● Task brief
When you reach the line that contains "pub struct TurnSnapshot" in the data below, start reproducing lines exactly, and stop after the line that contains "if self.phase != other.phase".

Items from a dataset
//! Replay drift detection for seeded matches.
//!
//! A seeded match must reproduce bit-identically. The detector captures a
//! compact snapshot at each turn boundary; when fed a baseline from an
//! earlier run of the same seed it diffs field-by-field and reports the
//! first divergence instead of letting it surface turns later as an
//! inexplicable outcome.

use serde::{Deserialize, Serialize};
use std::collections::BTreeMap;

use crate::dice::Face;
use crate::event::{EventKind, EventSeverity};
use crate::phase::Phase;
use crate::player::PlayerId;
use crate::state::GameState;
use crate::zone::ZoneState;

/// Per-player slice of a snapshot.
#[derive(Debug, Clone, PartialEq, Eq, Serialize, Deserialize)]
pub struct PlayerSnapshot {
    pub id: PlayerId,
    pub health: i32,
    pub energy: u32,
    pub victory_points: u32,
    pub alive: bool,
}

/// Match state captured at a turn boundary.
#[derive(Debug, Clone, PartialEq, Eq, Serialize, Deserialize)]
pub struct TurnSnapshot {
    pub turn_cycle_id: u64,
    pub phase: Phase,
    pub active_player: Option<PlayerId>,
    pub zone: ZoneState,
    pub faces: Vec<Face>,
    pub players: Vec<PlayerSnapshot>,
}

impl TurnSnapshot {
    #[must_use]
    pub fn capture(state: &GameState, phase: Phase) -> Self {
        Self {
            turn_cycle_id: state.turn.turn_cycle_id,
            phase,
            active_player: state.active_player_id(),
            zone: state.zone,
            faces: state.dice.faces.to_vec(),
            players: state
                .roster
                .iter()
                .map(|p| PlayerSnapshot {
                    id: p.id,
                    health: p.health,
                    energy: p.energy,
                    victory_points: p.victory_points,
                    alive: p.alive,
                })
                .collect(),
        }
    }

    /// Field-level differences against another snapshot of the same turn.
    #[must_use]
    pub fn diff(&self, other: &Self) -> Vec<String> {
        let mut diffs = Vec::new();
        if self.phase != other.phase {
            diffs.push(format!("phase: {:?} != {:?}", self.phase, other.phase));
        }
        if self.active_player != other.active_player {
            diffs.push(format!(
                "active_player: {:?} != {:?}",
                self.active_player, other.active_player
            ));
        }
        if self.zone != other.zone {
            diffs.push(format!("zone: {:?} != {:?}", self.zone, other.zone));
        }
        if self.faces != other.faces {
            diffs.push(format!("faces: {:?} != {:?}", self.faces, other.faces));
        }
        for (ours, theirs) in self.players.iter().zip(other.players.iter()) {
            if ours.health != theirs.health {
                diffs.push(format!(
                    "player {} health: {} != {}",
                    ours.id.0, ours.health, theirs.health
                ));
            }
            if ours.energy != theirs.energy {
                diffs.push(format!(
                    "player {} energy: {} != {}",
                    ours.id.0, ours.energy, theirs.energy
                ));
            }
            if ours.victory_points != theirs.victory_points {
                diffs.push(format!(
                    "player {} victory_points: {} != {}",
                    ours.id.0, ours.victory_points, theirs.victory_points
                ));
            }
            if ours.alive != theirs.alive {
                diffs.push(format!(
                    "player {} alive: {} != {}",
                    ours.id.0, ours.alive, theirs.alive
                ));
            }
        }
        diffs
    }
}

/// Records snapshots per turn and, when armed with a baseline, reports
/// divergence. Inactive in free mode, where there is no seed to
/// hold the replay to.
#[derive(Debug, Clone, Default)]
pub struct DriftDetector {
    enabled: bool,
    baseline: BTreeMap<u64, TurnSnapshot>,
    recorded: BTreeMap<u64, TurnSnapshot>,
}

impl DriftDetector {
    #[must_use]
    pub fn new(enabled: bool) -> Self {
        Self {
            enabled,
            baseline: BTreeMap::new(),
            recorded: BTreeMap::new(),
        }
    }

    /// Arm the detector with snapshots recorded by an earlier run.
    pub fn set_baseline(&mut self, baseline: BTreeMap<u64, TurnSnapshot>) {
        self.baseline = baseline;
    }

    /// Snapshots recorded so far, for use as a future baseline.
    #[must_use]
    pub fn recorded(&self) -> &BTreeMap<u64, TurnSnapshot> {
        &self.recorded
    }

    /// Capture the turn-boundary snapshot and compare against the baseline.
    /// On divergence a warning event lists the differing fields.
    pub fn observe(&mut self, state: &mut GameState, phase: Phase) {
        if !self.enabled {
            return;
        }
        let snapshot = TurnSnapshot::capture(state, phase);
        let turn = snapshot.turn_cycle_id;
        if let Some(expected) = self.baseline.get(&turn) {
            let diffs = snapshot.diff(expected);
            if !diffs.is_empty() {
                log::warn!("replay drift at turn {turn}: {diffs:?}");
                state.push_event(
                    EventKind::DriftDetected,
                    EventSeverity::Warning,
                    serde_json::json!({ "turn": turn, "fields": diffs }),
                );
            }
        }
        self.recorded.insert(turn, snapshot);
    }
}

--

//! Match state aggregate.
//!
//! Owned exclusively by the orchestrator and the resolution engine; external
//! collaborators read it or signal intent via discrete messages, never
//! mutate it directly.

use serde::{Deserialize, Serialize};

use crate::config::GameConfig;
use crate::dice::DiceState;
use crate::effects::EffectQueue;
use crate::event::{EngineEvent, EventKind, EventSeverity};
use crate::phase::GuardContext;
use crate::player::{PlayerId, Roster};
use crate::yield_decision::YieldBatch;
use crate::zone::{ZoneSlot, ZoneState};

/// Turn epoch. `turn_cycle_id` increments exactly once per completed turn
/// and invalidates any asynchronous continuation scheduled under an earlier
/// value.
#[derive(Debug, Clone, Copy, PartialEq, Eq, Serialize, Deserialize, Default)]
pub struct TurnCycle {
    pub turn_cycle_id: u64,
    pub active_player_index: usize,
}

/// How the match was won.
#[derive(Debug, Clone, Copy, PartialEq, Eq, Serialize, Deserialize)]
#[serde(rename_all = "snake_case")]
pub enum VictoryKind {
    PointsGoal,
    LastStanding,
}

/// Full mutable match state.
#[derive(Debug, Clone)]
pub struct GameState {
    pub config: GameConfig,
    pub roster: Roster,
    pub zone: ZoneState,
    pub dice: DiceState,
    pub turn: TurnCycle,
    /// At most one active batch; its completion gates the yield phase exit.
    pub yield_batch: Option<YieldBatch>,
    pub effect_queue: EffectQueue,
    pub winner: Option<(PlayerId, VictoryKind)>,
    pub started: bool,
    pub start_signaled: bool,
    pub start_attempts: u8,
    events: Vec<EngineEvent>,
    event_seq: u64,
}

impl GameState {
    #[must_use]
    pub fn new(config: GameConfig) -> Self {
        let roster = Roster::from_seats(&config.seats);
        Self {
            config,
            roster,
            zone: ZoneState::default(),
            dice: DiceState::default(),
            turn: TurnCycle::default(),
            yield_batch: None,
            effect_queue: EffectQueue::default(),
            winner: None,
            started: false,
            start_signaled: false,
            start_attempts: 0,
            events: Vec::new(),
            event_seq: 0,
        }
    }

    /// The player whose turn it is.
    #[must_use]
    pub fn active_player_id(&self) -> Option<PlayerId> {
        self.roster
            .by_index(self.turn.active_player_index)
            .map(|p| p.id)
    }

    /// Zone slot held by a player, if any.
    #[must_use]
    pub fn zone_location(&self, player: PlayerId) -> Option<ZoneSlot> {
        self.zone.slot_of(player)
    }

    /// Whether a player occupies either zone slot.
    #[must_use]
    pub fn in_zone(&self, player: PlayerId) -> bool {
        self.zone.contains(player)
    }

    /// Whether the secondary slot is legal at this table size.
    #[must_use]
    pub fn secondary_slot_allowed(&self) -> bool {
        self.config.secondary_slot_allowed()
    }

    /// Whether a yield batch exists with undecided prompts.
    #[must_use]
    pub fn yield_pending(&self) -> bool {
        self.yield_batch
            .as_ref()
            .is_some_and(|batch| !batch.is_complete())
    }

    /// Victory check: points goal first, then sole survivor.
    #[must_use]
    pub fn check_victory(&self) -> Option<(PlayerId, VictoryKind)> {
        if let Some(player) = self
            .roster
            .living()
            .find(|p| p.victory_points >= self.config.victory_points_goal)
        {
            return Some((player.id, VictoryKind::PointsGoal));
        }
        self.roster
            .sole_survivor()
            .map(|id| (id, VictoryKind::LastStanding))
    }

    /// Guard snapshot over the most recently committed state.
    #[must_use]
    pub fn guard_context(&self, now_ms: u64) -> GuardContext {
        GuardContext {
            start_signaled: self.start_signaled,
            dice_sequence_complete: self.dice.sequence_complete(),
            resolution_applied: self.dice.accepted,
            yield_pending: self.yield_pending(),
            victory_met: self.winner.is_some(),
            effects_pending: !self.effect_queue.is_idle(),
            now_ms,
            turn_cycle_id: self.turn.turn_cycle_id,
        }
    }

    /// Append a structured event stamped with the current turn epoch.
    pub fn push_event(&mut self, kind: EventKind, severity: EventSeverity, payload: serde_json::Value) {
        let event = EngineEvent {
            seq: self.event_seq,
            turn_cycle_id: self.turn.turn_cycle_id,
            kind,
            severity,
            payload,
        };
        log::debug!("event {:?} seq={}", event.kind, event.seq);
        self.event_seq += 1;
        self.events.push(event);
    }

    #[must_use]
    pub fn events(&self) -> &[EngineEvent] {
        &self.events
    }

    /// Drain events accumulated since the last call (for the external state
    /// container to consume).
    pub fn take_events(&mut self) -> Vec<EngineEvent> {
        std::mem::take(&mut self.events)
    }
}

● Task output
pub struct TurnSnapshot {
    pub turn_cycle_id: u64,
    pub phase: Phase,
    pub active_player: Option<PlayerId>,
    pub zone: ZoneState,
    pub faces: Vec<Face>,
    pub players: Vec<PlayerSnapshot>,
}

impl TurnSnapshot {
    #[must_use]
    pub fn capture(state: &GameState, phase: Phase) -> Self {
        Self {
            turn_cycle_id: state.turn.turn_cycle_id,
            phase,
            active_player: state.active_player_id(),
            zone: state.zone,
            faces: state.dice.faces.to_vec(),
            players: state
                .roster
                .iter()
                .map(|p| PlayerSnapshot {
                    id: p.id,
                    health: p.health,
                    energy: p.energy,
                    victory_points: p.victory_points,
                    alive: p.alive,
                })
                .collect(),
        }
    }

    /// Field-level differences against another snapshot of the same turn.
    #[must_use]
    pub fn diff(&self, other: &Self) -> Vec<String> {
        let mut diffs = Vec::new();
        if self.phase != other.phase {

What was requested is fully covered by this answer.